Analyzing the performance of individual business segments can be tough, especially if - like most owners - you're used to thinking of the business as a whole.
A contract R&D lab had a federal and state registration that allowed them to work with Scheduled Drugs in categories 2-5. They worked with clients developing controlled substances in classes like painkillers and stimulants, and these projects contributed about 10-12% of their gross revenues.
Based on the owner's idea that they could also sell Schedule 1 Controlled Drug standards, they acquired a large safe and an alarm system, and through the much more difficult government Schedule 1 registration process. Their updated website identified them as having Schedule 1-5 controlled substance capability. They stocked materials to develop the new products, but over two years they only identified a small customer base.

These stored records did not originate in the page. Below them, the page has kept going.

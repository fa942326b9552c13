//! Samples, channels and the synthetic channel assembler.

use crate::histogram::Histogram;
use crate::synth::HistogramSynthesizer;
use crate::systematics::{NuisanceSpec, SystematicVariationGenerator};
use hb_core::{Error, Result};
use serde::{Deserialize, Serialize};
use std::collections::HashSet;

/// Name of the parameter of interest carried by every synthetic signal sample.
pub const SIGNAL_STRENGTH: &str = "SignalStrength";

/// Free-floating normalization factor.
#[derive(Debug, Clone, PartialEq, Serialize, Deserialize)]
pub struct NormFactor {
    /// Parameter name.
    pub name: String,
    /// Initial value.
    pub initial: f64,
    /// Lower bound.
    pub low: f64,
    /// Upper bound.
    pub high: f64,
}

/// One contribution to a channel's expected yield.
#[derive(Debug, Clone, PartialEq, Serialize, Deserialize)]
pub struct Sample {
    /// Sample name.
    pub name: String,
    /// Nominal template.
    pub histogram: Histogram,
    /// Scale the template by the luminosity parameter.
    pub normalize_by_theory: bool,
    /// Include the template's MC statistical error in the per-bin gammas.
    pub has_stat_error: bool,
    /// Optional normalization factor.
    #[serde(default, skip_serializing_if = "Option::is_none")]
    pub norm_factor: Option<NormFactor>,
    /// Overall systematics, in attachment order.
    #[serde(default)]
    pub systematics: Vec<NuisanceSpec>,
}

impl Sample {
    /// Sample with no modifiers.
    pub fn new(name: impl Into<String>, histogram: Histogram) -> Self {
        Self {
            name: name.into(),
            histogram,
            normalize_by_theory: true,
            has_stat_error: false,
            norm_factor: None,
            systematics: Vec::new(),
        }
    }

    /// Toggle luminosity scaling.
    pub fn set_normalize_by_theory(&mut self, on: bool) {
        self.normalize_by_theory = on;
    }

    /// Track this sample's statistical error.
    pub fn activate_stat_error(&mut self) {
        self.has_stat_error = true;
    }

    /// Attach a normalization factor.
    pub fn add_norm_factor(&mut self, name: impl Into<String>, initial: f64, low: f64, high: f64) {
        self.norm_factor = Some(NormFactor { name: name.into(), initial, low, high });
    }

    /// Attach overall systematics. Names must stay unique within the sample.
    pub fn add_systematics(&mut self, specs: Vec<NuisanceSpec>) -> Result<()> {
        let mut seen: HashSet<&str> = self.systematics.iter().map(|s| s.name.as_str()).collect();
        for spec in &specs {
            if !seen.insert(spec.name.as_str()) {
                return Err(Error::Validation(format!(
                    "sample '{}': duplicate systematic '{}'",
                    self.name, spec.name
                )));
            }
            spec.validate()?;
        }
        self.systematics.extend(specs);
        Ok(())
    }
}

/// Named set of samples sharing one observed histogram.
#[derive(Debug, Clone, PartialEq, Serialize, Deserialize)]
pub struct Channel {
    /// Channel name.
    pub name: String,
    /// Observed counts.
    pub observed: Histogram,
    /// Samples (unique by name).
    pub samples: Vec<Sample>,
}

impl Channel {
    /// Channel with observed data and no samples yet.
    pub fn new(name: impl Into<String>, observed: Histogram) -> Self {
        Self { name: name.into(), observed, samples: Vec::new() }
    }

    /// Add a sample; its binning must match the observed histogram.
    pub fn add_sample(&mut self, sample: Sample) -> Result<()> {
        if self.samples.iter().any(|s| s.name == sample.name) {
            return Err(Error::Validation(format!(
                "channel '{}': duplicate sample '{}'",
                self.name, sample.name
            )));
        }
        if !sample.histogram.same_binning(&self.observed) {
            return Err(Error::Validation(format!(
                "channel '{}': sample '{}' binning differs from observed data",
                self.name, sample.name
            )));
        }
        self.samples.push(sample);
        Ok(())
    }

    /// Look up a sample by name.
    pub fn sample(&self, name: &str) -> Option<&Sample> {
        self.samples.iter().find(|s| s.name == name)
    }

    /// Number of bins.
    pub fn n_bins(&self) -> usize {
        self.observed.n_bins()
    }

    /// Re-check the histogram, binning and uniqueness invariants (used after deserialization).
    pub fn validate(&self) -> Result<()> {
        self.observed.validate()?;
        let mut names = HashSet::new();
        for s in &self.samples {
            s.histogram.validate()?;
            for spec in &s.systematics {
                spec.validate()?;
            }
            if !names.insert(s.name.as_str()) {
                return Err(Error::Validation(format!(
                    "channel '{}': duplicate sample '{}'",
                    self.name, s.name
                )));
            }
            if !s.histogram.same_binning(&self.observed) {
                return Err(Error::Validation(format!(
                    "channel '{}': sample '{}' binning differs from observed data",
                    self.name, s.name
                )));
            }
        }
        Ok(())
    }
}

/// Builds the synthetic `Region<i>` channels.
#[derive(Debug, Clone)]
pub struct ChannelAssembler {
    synthesizer: HistogramSynthesizer,
    systematics: SystematicVariationGenerator,
    stat_errors: bool,
}

impl Default for ChannelAssembler {
    fn default() -> Self {
        Self {
            synthesizer: HistogramSynthesizer,
            systematics: SystematicVariationGenerator::new(),
            stat_errors: true,
        }
    }
}

impl ChannelAssembler {
    /// Assembler with stat-error tracking on both samples.
    pub fn new() -> Self {
        Self::default()
    }

    /// Enable or disable stat-error tracking.
    pub fn with_stat_errors(mut self, on: bool) -> Self {
        self.stat_errors = on;
        self
    }

    /// Assemble channel `Region<channel_index>`.
    ///
    /// Signal nuisances are shared across channels when `crosstalk` is set;
    /// background nuisances are always channel-local.
    pub fn assemble(
        &self,
        channel_index: usize,
        bin_count: usize,
        nuisance_count: usize,
        crosstalk: bool,
    ) -> Result<Channel> {
        let hists = self.synthesizer.synthesize(bin_count)?;

        let mut background = Sample::new("background", hists.background);
        background.set_normalize_by_theory(false);
        if self.stat_errors {
            background.activate_stat_error();
        }

        let mut signal = Sample::new("signal", hists.signal);
        signal.set_normalize_by_theory(false);
        if self.stat_errors {
            signal.activate_stat_error();
        }
        signal.add_norm_factor(SIGNAL_STRENGTH, 1.0, 0.0, 3.0);

        if nuisance_count > 0 {
            signal.add_systematics(self.systematics.generate(
                nuisance_count,
                channel_index,
                crosstalk,
            ))?;
            background.add_systematics(self.systematics.generate(
                nuisance_count,
                channel_index,
                false,
            ))?;
        }

        let mut channel = Channel::new(format!("Region{}", channel_index), hists.observed);
        channel.add_sample(background)?;
        channel.add_sample(signal)?;
        Ok(channel)
    }
}

#[cfg(test)]
mod tests {
    use super::*;

    #[test]
    fn test_assemble_region0() {
        let ch = ChannelAssembler::new().assemble(0, 10, 3, true).unwrap();
        assert_eq!(ch.name, "Region0");
        let names: Vec<_> = ch.samples.iter().map(|s| s.name.as_str()).collect();
        assert_eq!(names, ["background", "signal"]);

        let signal = ch.sample("signal").unwrap();
        assert!(!signal.normalize_by_theory);
        assert!(signal.has_stat_error);
        let nf = signal.norm_factor.as_ref().unwrap();
        assert_eq!((nf.name.as_str(), nf.initial, nf.low, nf.high), (SIGNAL_STRENGTH, 1.0, 0.0, 3.0));
        let sig_sys: Vec<_> = signal.systematics.iter().map(|s| s.name.as_str()).collect();
        assert_eq!(sig_sys, ["norm_uncertainty_0", "norm_uncertainty_1", "norm_uncertainty_2"]);

        let background = ch.sample("background").unwrap();
        assert!(background.norm_factor.is_none());
        let bkg_sys: Vec<_> = background.systematics.iter().map(|s| s.name.as_str()).collect();
        assert_eq!(
            bkg_sys,
            [
                "norm_uncertainty_0_channel_0",
                "norm_uncertainty_1_channel_0",
                "norm_uncertainty_2_channel_0"
            ]
        );
    }

    #[test]
    fn test_no_nuisances_means_no_systematics() {
        let ch = ChannelAssembler::new().with_stat_errors(false).assemble(4, 5, 0, true).unwrap();
        assert_eq!(ch.name, "Region4");
        assert!(ch.samples.iter().all(|s| s.systematics.is_empty() && !s.has_stat_error));
    }

    #[test]
    fn test_channel_rejects_mismatched_binning() {
        let mut ch = Channel::new("c", Histogram::with_unit_bins("d", 3).unwrap());
        let bad = Sample::new("s", Histogram::with_unit_bins("s", 4).unwrap());
        assert!(ch.add_sample(bad).is_err());
        let ok = Sample::new("s", Histogram::with_unit_bins("s", 3).unwrap());
        ch.add_sample(ok.clone()).unwrap();
        assert!(ch.add_sample(ok).is_err());
        assert!(ch.validate().is_ok());
    }

    #[test]
    fn test_duplicate_systematic_rejected() {
        let mut s = Sample::new("s", Histogram::with_unit_bins("s", 2).unwrap());
        let spec = NuisanceSpec { name: "a".into(), uncertainty_up: 0.1, uncertainty_down: 0.1 };
        assert!(s.add_systematics(vec![spec.clone(), spec]).is_err());
        assert!(s.systematics.is_empty());

        let flat = NuisanceSpec { name: "b".into(), uncertainty_up: 0.1, uncertainty_down: 1.0 };
        assert!(s.add_systematics(vec![flat]).is_err());
    }

    #[test]
    fn test_validate_catches_damaged_content() {
        let ch = ChannelAssembler::new().assemble(0, 5, 1, true).unwrap();
        assert!(ch.validate().is_ok());

        let mut json = serde_json::to_value(&ch).unwrap();
        json["samples"][0]["histogram"]["sumw2"].as_array_mut().unwrap().pop();
        let damaged: Channel = serde_json::from_value(json).unwrap();
        assert!(matches!(damaged.validate(), Err(Error::Validation(_))));

        let mut bad_sys = ch.clone();
        bad_sys.samples[1].systematics[0].uncertainty_down = 1.5;
        assert!(bad_sys.validate().is_err());
    }
}
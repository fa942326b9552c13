//! Bounded L-BFGS over argmin.
//!
//! Bounds are enforced by clamping every trial point and projecting the
//! gradient at active bounds.

use argmin::core::{CostFunction, Executor, Gradient, State, TerminationReason, TerminationStatus};
use argmin::solver::linesearch::MoreThuenteLineSearch;
use argmin::solver::quasinewton::LBFGS;
use hb_core::{Error, Result};
use std::fmt;
use std::sync::Arc;
use std::sync::atomic::{AtomicUsize, Ordering};

/// L-BFGS configuration
#[derive(Debug, Clone)]
pub struct OptimizerConfig {
    /// Maximum number of iterations
    pub max_iter: u64,
    /// Convergence tolerance on the gradient norm
    pub tol: f64,
    /// Number of stored corrections
    pub m: usize,
}

impl Default for OptimizerConfig {
    fn default() -> Self {
        Self { max_iter: 1000, tol: 1e-6, m: 10 }
    }
}

impl OptimizerConfig {
    /// Tolerance and budget for a minimizer strategy (0 = fast, 1 = default, 2 = careful).
    pub fn for_strategy(strategy: u8) -> Self {
        match strategy {
            0 => Self { max_iter: 200, tol: 1e-3, m: 6 },
            1 => Self { max_iter: 1000, tol: 1e-5, m: 10 },
            _ => Self { max_iter: 5000, tol: 1e-7, m: 20 },
        }
    }
}

/// Result of one minimization
#[derive(Debug, Clone)]
pub struct OptimizationResult {
    /// Best-fit parameters
    pub parameters: Vec<f64>,
    /// Function value at the minimum
    pub fval: f64,
    /// Iterations used
    pub n_iter: u64,
    /// Objective evaluations
    pub n_fev: usize,
    /// Gradient evaluations
    pub n_gev: usize,
    /// Whether the solver reported convergence
    pub converged: bool,
    /// Termination message
    pub message: String,
}

impl fmt::Display for OptimizationResult {
    fn fmt(&self, f: &mut fmt::Formatter<'_>) -> fmt::Result {
        write!(
            f,
            "OptimizationResult(fval={:.6}, n_iter={}, n_fev={}, n_gev={}, converged={})",
            self.fval, self.n_iter, self.n_fev, self.n_gev, self.converged
        )
    }
}

/// Function the optimizer minimizes.
pub trait ObjectiveFunction: Send + Sync {
    /// Value at `params`
    fn eval(&self, params: &[f64]) -> Result<f64>;

    /// Gradient at `params` (central differences if not overridden)
    fn gradient(&self, params: &[f64]) -> Result<Vec<f64>> {
        let mut grad = vec![0.0; params.len()];
        let mut work = params.to_vec();
        for i in 0..params.len() {
            let eps = 1e-7 * params[i].abs().max(1.0);
            work[i] = params[i] + eps;
            let f_plus = self.eval(&work)?;
            work[i] = params[i] - eps;
            let f_minus = self.eval(&work)?;
            work[i] = params[i];
            grad[i] = (f_plus - f_minus) / (2.0 * eps);
        }
        Ok(grad)
    }
}

struct ArgminProblem<'a> {
    objective: &'a dyn ObjectiveFunction,
    bounds: &'a [(f64, f64)],
    counts: Arc<FuncCounts>,
}

/// Clamp every parameter into its bounds.
pub fn clamp_params(params: &[f64], bounds: &[(f64, f64)]) -> Vec<f64> {
    params.iter().zip(bounds.iter()).map(|(&v, &(lo, hi))| v.clamp(lo, hi)).collect()
}

#[derive(Default)]
struct FuncCounts {
    cost: AtomicUsize,
    grad: AtomicUsize,
}

impl CostFunction for ArgminProblem<'_> {
    type Param = Vec<f64>;
    type Output = f64;

    fn cost(&self, params: &Self::Param) -> std::result::Result<Self::Output, argmin::core::Error> {
        self.counts.cost.fetch_add(1, Ordering::Relaxed);
        let clamped = clamp_params(params, self.bounds);
        self.objective.eval(&clamped).map_err(|e| argmin::core::Error::msg(e.to_string()))
    }
}

impl Gradient for ArgminProblem<'_> {
    type Param = Vec<f64>;
    type Gradient = Vec<f64>;

    fn gradient(
        &self,
        params: &Self::Param,
    ) -> std::result::Result<Self::Gradient, argmin::core::Error> {
        self.counts.grad.fetch_add(1, Ordering::Relaxed);
        let clamped = clamp_params(params, self.bounds);
        let mut g = self
            .objective
            .gradient(&clamped)
            .map_err(|e| argmin::core::Error::msg(e.to_string()))?;

        // Zero components that would push further past an active bound.
        const EPS: f64 = 1e-12;
        for (i, (&x, &(lo, hi))) in clamped.iter().zip(self.bounds.iter()).enumerate() {
            if x <= lo + EPS && g[i] > 0.0 {
                g[i] = 0.0;
            }
            if x >= hi - EPS && g[i] < 0.0 {
                g[i] = 0.0;
            }
        }

        Ok(g)
    }
}

/// L-BFGS with box constraints
#[derive(Debug, Clone, Default)]
pub struct LbfgsbOptimizer {
    config: OptimizerConfig,
}

impl LbfgsbOptimizer {
    /// Optimizer with `config`
    pub fn new(config: OptimizerConfig) -> Self {
        Self { config }
    }

    /// Minimize `objective` from `init_params` inside `bounds`.
    ///
    /// An empty parameter vector is evaluated once and reported converged.
    pub fn minimize(
        &self,
        objective: &dyn ObjectiveFunction,
        init_params: &[f64],
        bounds: &[(f64, f64)],
    ) -> Result<OptimizationResult> {
        if init_params.len() != bounds.len() {
            return Err(Error::Validation(format!(
                "Parameter and bounds length mismatch: {} != {}",
                init_params.len(),
                bounds.len()
            )));
        }

        let init_clamped = clamp_params(init_params, bounds);
        if init_clamped.is_empty() {
            let fval = objective.eval(&init_clamped)?;
            return Ok(OptimizationResult {
                parameters: init_clamped,
                fval,
                n_iter: 0,
                n_fev: 1,
                n_gev: 0,
                converged: true,
                message: "no free parameters".to_string(),
            });
        }

        let counts = Arc::new(FuncCounts::default());
        let problem = ArgminProblem { objective, bounds, counts: counts.clone() };

        let linesearch = MoreThuenteLineSearch::new();
        // argmin's default cost tolerance is ~EPS, far too strict for NLL scales.
        let tol_cost =
            if self.config.tol == 0.0 { 0.0 } else { (0.1 * self.config.tol).max(1e-12) };
        let solver = LBFGS::new(linesearch, self.config.m)
            .with_tolerance_grad(self.config.tol)
            .map_err(|e| Error::Config(format!("Invalid optimizer configuration (tol): {e}")))?;
        let solver = solver
            .with_tolerance_cost(tol_cost)
            .map_err(|e| Error::Config(format!("Invalid optimizer configuration (tol_cost): {e}")))?;

        let res = Executor::new(problem, solver)
            .configure(|state| state.param(init_clamped).max_iters(self.config.max_iter))
            .run()
            .map_err(|e| Error::Engine(format!("Optimization failed: {}", e)))?;

        let state = res.state();
        let best_unclamped = state
            .get_best_param()
            .ok_or_else(|| Error::Engine("No best parameters found".to_string()))?
            .clone();
        let parameters = clamp_params(&best_unclamped, bounds);
        let fval = state.get_best_cost();
        let n_iter = state.get_iter();
        let n_fev = counts.cost.load(Ordering::Relaxed);
        let n_gev = counts.grad.load(Ordering::Relaxed);

        let termination = state.get_termination_status();
        let converged = matches!(
            termination,
            TerminationStatus::Terminated(TerminationReason::SolverConverged)
                | TerminationStatus::Terminated(TerminationReason::TargetCostReached)
        );
        let message = termination.to_string();

        Ok(OptimizationResult { parameters, fval, n_iter, n_fev, n_gev, converged, message })
    }
}

#[cfg(test)]
mod tests {
    use super::*;
    use approx::assert_relative_eq;

    // f(x, y) = (x - 2)^2 + (y - 3)^2
    struct QuadraticFunction;

    impl ObjectiveFunction for QuadraticFunction {
        fn eval(&self, params: &[f64]) -> Result<f64> {
            Ok((params[0] - 2.0).powi(2) + (params[1] - 3.0).powi(2))
        }

        fn gradient(&self, params: &[f64]) -> Result<Vec<f64>> {
            Ok(vec![2.0 * (params[0] - 2.0), 2.0 * (params[1] - 3.0)])
        }
    }

    #[test]
    fn test_optimizer_quadratic() {
        let optimizer = LbfgsbOptimizer::new(OptimizerConfig { max_iter: 100, tol: 1e-6, m: 10 });
        let result =
            optimizer.minimize(&QuadraticFunction, &[0.0, 0.0], &[(-10.0, 10.0), (-10.0, 10.0)]).unwrap();

        assert!(result.converged, "{}", result);
        assert_relative_eq!(result.parameters[0], 2.0, epsilon = 1e-4);
        assert_relative_eq!(result.parameters[1], 3.0, epsilon = 1e-4);
        assert_relative_eq!(result.fval, 0.0, epsilon = 1e-6);
    }

    #[test]
    fn test_optimizer_with_bounds() {
        // Constrained optimum at the corner (3, 2)
        let result = LbfgsbOptimizer::default()
            .minimize(&QuadraticFunction, &[4.0, 1.5], &[(3.0, 5.0), (1.0, 2.0)])
            .unwrap();

        assert_relative_eq!(result.parameters[0], 3.0, epsilon = 1e-4);
        assert_relative_eq!(result.parameters[1], 2.0, epsilon = 1e-4);
        assert!(result.converged, "Status: {}", result.message);
    }

    struct Rosenbrock;

    impl ObjectiveFunction for Rosenbrock {
        fn eval(&self, p: &[f64]) -> Result<f64> {
            Ok((1.0 - p[0]).powi(2) + 100.0 * (p[1] - p[0] * p[0]).powi(2))
        }
    }

    #[test]
    fn test_numerical_gradient_rosenbrock() {
        let result = LbfgsbOptimizer::new(OptimizerConfig { max_iter: 1000, tol: 1e-6, m: 10 })
            .minimize(&Rosenbrock, &[0.0, 0.0], &[(-10.0, 10.0), (-10.0, 10.0)])
            .unwrap();
        assert_relative_eq!(result.parameters[0], 1.0, epsilon = 1e-3);
        assert_relative_eq!(result.parameters[1], 1.0, epsilon = 1e-3);
        assert!(result.fval < 1e-4);
    }

    #[test]
    fn test_no_free_parameters() {
        struct Constant;
        impl ObjectiveFunction for Constant {
            fn eval(&self, _: &[f64]) -> Result<f64> {
                Ok(4.5)
            }
        }
        let result = LbfgsbOptimizer::default().minimize(&Constant, &[], &[]).unwrap();
        assert!(result.converged);
        assert_eq!(result.fval, 4.5);
    }

    #[test]
    fn test_length_mismatch() {
        let err = LbfgsbOptimizer::default().minimize(&QuadraticFunction, &[0.0], &[]).unwrap_err();
        assert!(matches!(err, Error::Validation(_)));
    }
}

We suggested splitting these strategic segments into two, instead of grouping them together under ‘the controlled substance business’. Broken down this way, the business units were:
Schedule 2-5 Capability
Schedule 1 Capability
The Boston Consulting Group developed a simple model for Strategic Business Unit analysis some years ago, defining a high performing unit as a Cash Cow, a predicted future performer as a Star, a Star that is not progressing as a Question Mark, and a nonperforming unit as a Dog.
Based on this analysis, our client as able to see the Schedule 2-5 Drug capability as a Cash Cow, producing nearly $1.2M with excess overhead of only $2,000 annually. The Schedule 1 capability was a Dog - $13,000 in revenue with $25,000 initial investment and annual costs of $9,000 – and no growth in two consecutive years.
The owner felt personally invested in this business unit; it was his idea. But he had to admit that, by not looking at its performance separately, he was disguising an unpleasant truth. The program was stopped.
Lesson? Every now and then you have to take a hard look at every animal on your farm.